:: GIVEN RECORDS

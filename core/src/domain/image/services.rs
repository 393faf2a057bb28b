use std::{env, path::PathBuf};

use image::ImageFormat;
use tracing::debug;

use crate::domain::{
    common::{IngestConfig, entities::app_errors::CoreError},
    image::entities::{ImageEncoding, TemporaryAsset, ValidatedRaster},
};

const ASSET_PREFIX: &str = "foodvision-";
const ASSET_SUFFIX: &str = ".jpg";

/// Turns uploaded bytes into a temporary JPEG file for the provider.
#[derive(Debug, Clone)]
pub struct ImageIngestor {
    temp_dir: PathBuf,
    max_image_size: usize,
}

impl ImageIngestor {
    pub fn new(config: &IngestConfig) -> Self {
        Self {
            temp_dir: config.temp_dir.clone().unwrap_or_else(env::temp_dir),
            max_image_size: config.max_image_size,
        }
    }

    pub fn max_image_size(&self) -> usize {
        self.max_image_size
    }

    /// Decodes `bytes` and checks the encoding against the allow-list.
    ///
    /// Anything that fails to decode is `InvalidImageFormat`; formats that decode
    /// fine but are neither JPEG nor PNG (BMP, GIF, WebP...) are `UnsupportedFormat`.
    pub fn validate(&self, bytes: &[u8]) -> Result<ValidatedRaster, CoreError> {
        if bytes.len() > self.max_image_size {
            return Err(CoreError::ImageTooLarge {
                max: self.max_image_size,
            });
        }

        let format = image::guess_format(bytes).map_err(|e| {
            debug!("unrecognised image signature: {}", e);
            CoreError::InvalidImageFormat
        })?;

        let decoded = image::load_from_memory_with_format(bytes, format).map_err(|e| {
            debug!(?format, "image decode failed: {}", e);
            CoreError::InvalidImageFormat
        })?;

        let encoding = ImageEncoding::from_format(format)
            .ok_or_else(|| CoreError::UnsupportedFormat(format!("{:?}", format)))?;

        Ok(ValidatedRaster::new(encoding, decoded))
    }

    /// Writes the raster as a uniquely named JPEG under the temp dir.
    pub fn materialize(&self, raster: &ValidatedRaster) -> Result<TemporaryAsset, CoreError> {
        let file = tempfile::Builder::new()
            .prefix(ASSET_PREFIX)
            .suffix(ASSET_SUFFIX)
            .tempfile_in(&self.temp_dir)
            .map_err(|e| {
                CoreError::TemporaryAssetError(format!("failed to create temp file: {}", e))
            })?;

        // Dropping `path` on the error branch removes the half-written file.
        let path = file.into_temp_path();
        raster
            .image()
            .to_rgb8()
            .save_with_format(&path, ImageFormat::Jpeg)
            .map_err(|e| CoreError::TemporaryAssetError(format!("failed to write jpeg: {}", e)))?;

        debug!(
            path = %path.display(),
            width = raster.width(),
            height = raster.height(),
            source = raster.encoding.mime_type(),
            "materialized temporary asset"
        );

        Ok(TemporaryAsset::new(path))
    }

    pub fn ingest(&self, bytes: &[u8]) -> Result<TemporaryAsset, CoreError> {
        let raster = self.validate(bytes)?;
        self.materialize(&raster)
    }
}
use std::sync::Arc;

use axum::{
    Json, Router,
    extract::DefaultBodyLimit,
    http::{
        HeaderName, HeaderValue, Method,
        header::{ACCEPT, CONTENT_LENGTH, CONTENT_TYPE},
    },
    routing::get,
};
use axum_prometheus::PrometheusMetricLayer;
use foodvision_core::{
    application::{FoodVisionService, create_service},
    domain::{
        common::FoodVisionConfig, food_vision::ports::FoodRecognitionService,
        session::value_objects::SESSION_HEADER,
    },
};
use tower_http::cors::{Any, CorsLayer};
use tracing::{debug, info_span};
use utoipa_scalar::{Scalar, Servable as ScalarServable};

use crate::{
    application::http::{
        food_vision::router::food_vision_routes,
        health::health_routes,
        server::{app_state::AppState, openapi::ApiDoc},
    },
    args::Args,
};

/// Room for multipart boundaries and the `lang` field on top of the image itself.
const MULTIPART_OVERHEAD: usize = 64 * 1024;

pub fn state(args: Arc<Args>) -> Result<AppState<FoodVisionService>, anyhow::Error> {
    let config = FoodVisionConfig::from(args.as_ref().clone());
    let service = create_service(config)?;

    Ok(AppState::new(args, service))
}

///  Returns the [`Router`] of this application.
pub fn router<S>(state: AppState<S>) -> Result<Router, anyhow::Error>
where
    S: FoodRecognitionService + 'static,
{
    let trace_layer = tower_http::trace::TraceLayer::new_for_http().make_span_with(
        |request: &axum::extract::Request| {
            let uri: String = request.uri().to_string();
            info_span!("http_request", method = ?request.method(), uri)
        },
    );

    let cors = cors_layer(&state.args.server.allowed_origins)?;

    let root_path = state.args.server.root_path.trim_end_matches('/').to_string();
    let body_limit = state
        .args
        .ingest
        .max_image_size
        .saturating_add(MULTIPART_OVERHEAD);

    let mut openapi = ApiDoc::document();
    let mut paths = openapi.paths.clone();
    paths.paths = openapi
        .paths
        .paths
        .into_iter()
        .map(|(path, item)| (format!("{}{path}", root_path), item))
        .collect();
    openapi.paths = paths;

    let api_docs_url = format!("{}/api-docs/openapi.json", root_path);
    let openapi_doc = openapi.clone();

    let router = axum::Router::new()
        .merge(Scalar::with_url(format!("{}/scalar", root_path), openapi))
        .route(
            &api_docs_url,
            get(move || {
                let doc = openapi_doc.clone();
                async move { Json(doc) }
            }),
        )
        .merge(food_vision_routes::<S>(&root_path))
        .merge(health_routes::<S>(&root_path))
        .layer(DefaultBodyLimit::max(body_limit))
        .layer(trace_layer)
        .layer(cors)
        .with_state(state);

    Ok(router)
}

/// Adds the Prometheus layer and the `/metrics` route. The exporter installs a
/// process-global recorder, so this is called once from `main`.
pub fn with_metrics(router: Router, root_path: &str) -> Router {
    let (prometheus_layer, metric_handle) = PrometheusMetricLayer::pair();

    router
        .route(
            &format!("{}/metrics", root_path.trim_end_matches('/')),
            get(move || async move { metric_handle.render() }),
        )
        .layer(prometheus_layer)
}

fn cors_layer(allowed_origins: &[String]) -> Result<CorsLayer, anyhow::Error> {
    let cors = CorsLayer::new()
        .allow_methods([Method::GET, Method::POST, Method::OPTIONS])
        .allow_headers([
            CONTENT_TYPE,
            CONTENT_LENGTH,
            ACCEPT,
            HeaderName::from_static(SESSION_HEADER),
        ]);

    if allowed_origins.iter().any(|origin| origin.trim() == "*") {
        debug!("Allowing any origin");
        return Ok(cors.allow_origin(Any));
    }

    let allowed_origins = allowed_origins
        .iter()
        .map(|origin| HeaderValue::from_str(origin.trim()))
        .collect::<Result<Vec<HeaderValue>, _>>()?;

    debug!("Allowed origins: {:?}", allowed_origins);

    Ok(cors.allow_origin(allowed_origins).allow_credentials(true))
}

::::

YOUR TASK:
Could you retype each record exactly as it appears?

SOLUTION FOR THIS EXERCISE:
filename core/src/domain/image/services.rs
repository 393faf2a057bb28b
use std::{env, path::PathBuf};

use image::ImageFormat;
use tracing::debug;

use crate::domain::{
    common::{IngestConfig, entities::app_errors::CoreError},
    image::entities::{ImageEncoding, TemporaryAsset, ValidatedRaster},
};

const ASSET_PREFIX: &str = "foodvision-";
const ASSET_SUFFIX: &str = ".jpg";

/// Turns uploaded bytes into a temporary JPEG file for the provider.
#[derive(Debug, Clone)]
pub struct ImageIngestor {
    temp_dir: PathBuf,
    max_image_size: usize,
}

impl ImageIngestor {
    pub fn new(config: &IngestConfig) -> Self {
        Self {
            temp_dir: config.temp_dir.clone().unwrap_or_else(env::temp_dir),
            max_image_size: config.max_image_size,
        }
    }

    pub fn max_image_size(&self) -> usize {
        self.max_image_size
    }

    /// Decodes `bytes` and checks the encoding against the allow-list.
    ///
    /// Anything that fails to decode is `InvalidImageFormat`; formats that decode
    /// fine but are neither JPEG nor PNG (BMP, GIF, WebP...) are `UnsupportedFormat`.
    pub fn validate(&self, bytes: &[u8]) -> Result<ValidatedRaster, CoreError> {
        if bytes.len() > self.max_image_size {
            return Err(CoreError::ImageTooLarge {
                max: self.max_image_size,
            });
        }

        let format = image::guess_format(bytes).map_err(|e| {
            debug!("unrecognised image signature: {}", e);
            CoreError::InvalidImageFormat
        })?;

        let decoded = image::load_from_memory_with_format(bytes, format).map_err(|e| {
            debug!(?format, "image decode failed: {}", e);
            CoreError::InvalidImageFormat
        })?;

        let encoding = ImageEncoding::from_format(format)
            .ok_or_else(|| CoreError::UnsupportedFormat(format!("{:?}", format)))?;

        Ok(ValidatedRaster::new(encoding, decoded))
    }

    /// Writes the raster as a uniquely named JPEG under the temp dir.
    pub fn materialize(&self, raster: &ValidatedRaster) -> Result<TemporaryAsset, CoreError> {
        let file = tempfile::Builder::new()
            .prefix(ASSET_PREFIX)
            .suffix(ASSET_SUFFIX)
            .tempfile_in(&self.temp_dir)
            .map_err(|e| {
                CoreError::TemporaryAssetError(format!("failed to create temp file: {}", e))
            })?;

        // Dropping `path` on the error branch removes the half-written file.
        let path = file.into_temp_path();
        raster
            .image()
            .to_rgb8()
            .save_with_format(&path, ImageFormat::Jpeg)
            .map_err(|e| CoreError::TemporaryAssetError(format!("failed to write jpeg: {}", e)))?;

        debug!(
            path = %path.display(),
            width = raster.width(),
            height = raster.height(),
            source = raster.encoding.mime_type(),
            "materialized temporary asset"
        );

        Ok(TemporaryAsset::new(path))
    }

    pub fn ingest(&self, bytes: &[u8]) -> Result<TemporaryAsset, CoreError> {
        let raster = self.validate(bytes)?;
        self.materialize(&raster)
    }
}
use std::sync::Arc;

use axum::{
    Json, Router,
    extract::DefaultBodyLimit,
    http::{
        HeaderName, HeaderValue, Method,
        header::{ACCEPT, CONTENT_LENGTH, CONTENT_TYPE},
    },
    routing::get,
};
use axum_prometheus::PrometheusMetricLayer;
use foodvision_core::{
    application::{FoodVisionService, create_service},
    domain::{
        common::FoodVisionConfig, food_vision::ports::FoodRecognitionService,
        session::value_objects::SESSION_HEADER,
    },
};
use tower_http::cors::{Any, CorsLayer};
use tracing::{debug, info_span};
use utoipa_scalar::{Scalar, Servable as ScalarServable};

use crate::{
    application::http::{
        food_vision::router::food_vision_routes,
        health::health_routes,
        server::{app_state::AppState, openapi::ApiDoc},
    },
    args::Args,
};

/// Room for multipart boundaries and the `lang` field on top of the image itself.
const MULTIPART_OVERHEAD: usize = 64 * 1024;

pub fn state(args: Arc<Args>) -> Result<AppState<FoodVisionService>, anyhow::Error> {
    let config = FoodVisionConfig::from(args.as_ref().clone());
    let service = create_service(config)?;

    Ok(AppState::new(args, service))
}

///  Returns the [`Router`] of this application.
pub fn router<S>(state: AppState<S>) -> Result<Router, anyhow::Error>
where
    S: FoodRecognitionService + 'static,
{
    let trace_layer = tower_http::trace::TraceLayer::new_for_http().make_span_with(
        |request: &axum::extract::Request| {
            let uri: String = request.uri().to_string();
            info_span!("http_request", method = ?request.method(), uri)
        },
    );

    let cors = cors_layer(&state.args.server.allowed_origins)?;

    let root_path = state.args.server.root_path.trim_end_matches('/').to_string();
    let body_limit = state
        .args
        .ingest
        .max_image_size
        .saturating_add(MULTIPART_OVERHEAD);

    let mut openapi = ApiDoc::document();
    let mut paths = openapi.paths.clone();
    paths.paths = openapi
        .paths
        .paths
        .into_iter()
        .map(|(path, item)| (format!("{}{path}", root_path), item))
        .collect();
    openapi.paths = paths;

    let api_docs_url = format!("{}/api-docs/openapi.json", root_path);
    let openapi_doc = openapi.clone();

    let router = axum::Router::new()
        .merge(Scalar::with_url(format!("{}/scalar", root_path), openapi))
        .route(
            &api_docs_url,
            get(move || {
                let doc = openapi_doc.clone();
                async move { Json(doc) }
            }),
        )
        .merge(food_vision_routes::<S>(&root_path))
        .merge(health_routes::<S>(&root_path))
        .layer(DefaultBodyLimit::max(body_limit))
        .layer(trace_layer)
        .layer(cors)
        .with_state(state);

    Ok(router)
}

/// Adds the Prometheus layer and the `/metrics` route. The exporter installs a
/// process-global recorder, so this is called once from `main`.
pub fn with_metrics(router: Router, root_path: &str) -> Router {
    let (prometheus_layer, metric_handle) = PrometheusMetricLayer::pair();

    router
        .route(
            &format!("{}/metrics", root_path.trim_end_matches('/')),
            get(move || async move { metric_handle.render() }),
        )
        .layer(prometheus_layer)
}

fn cors_layer(allowed_origins: &[String]) -> Result<CorsLayer, anyhow::Error> {
    let cors = CorsLayer::new()
        .allow_methods([Method::GET, Method::POST, Method::OPTIONS])
        .allow_headers([
            CONTENT_TYPE,
            CONTENT_LENGTH,
            ACCEPT,
            HeaderName::from_static(SESSION_HEADER),
        ]);

    if allowed_origins.iter().any(|origin| origin.trim() == "*") {
        debug!("Allowing any origin");
        return Ok(cors.allow_origin(Any));
    }

    let allowed_origins = allowed_origins
        .iter()
        .map(|origin| HeaderValue::from_str(origin.trim()))
        .collect::<Result<Vec<HeaderValue>, _>>()?;

    debug!("Allowed origins: {:?}", allowed_origins);

    Ok(cors.allow_origin(allowed_origins).allow_credentials(true))
}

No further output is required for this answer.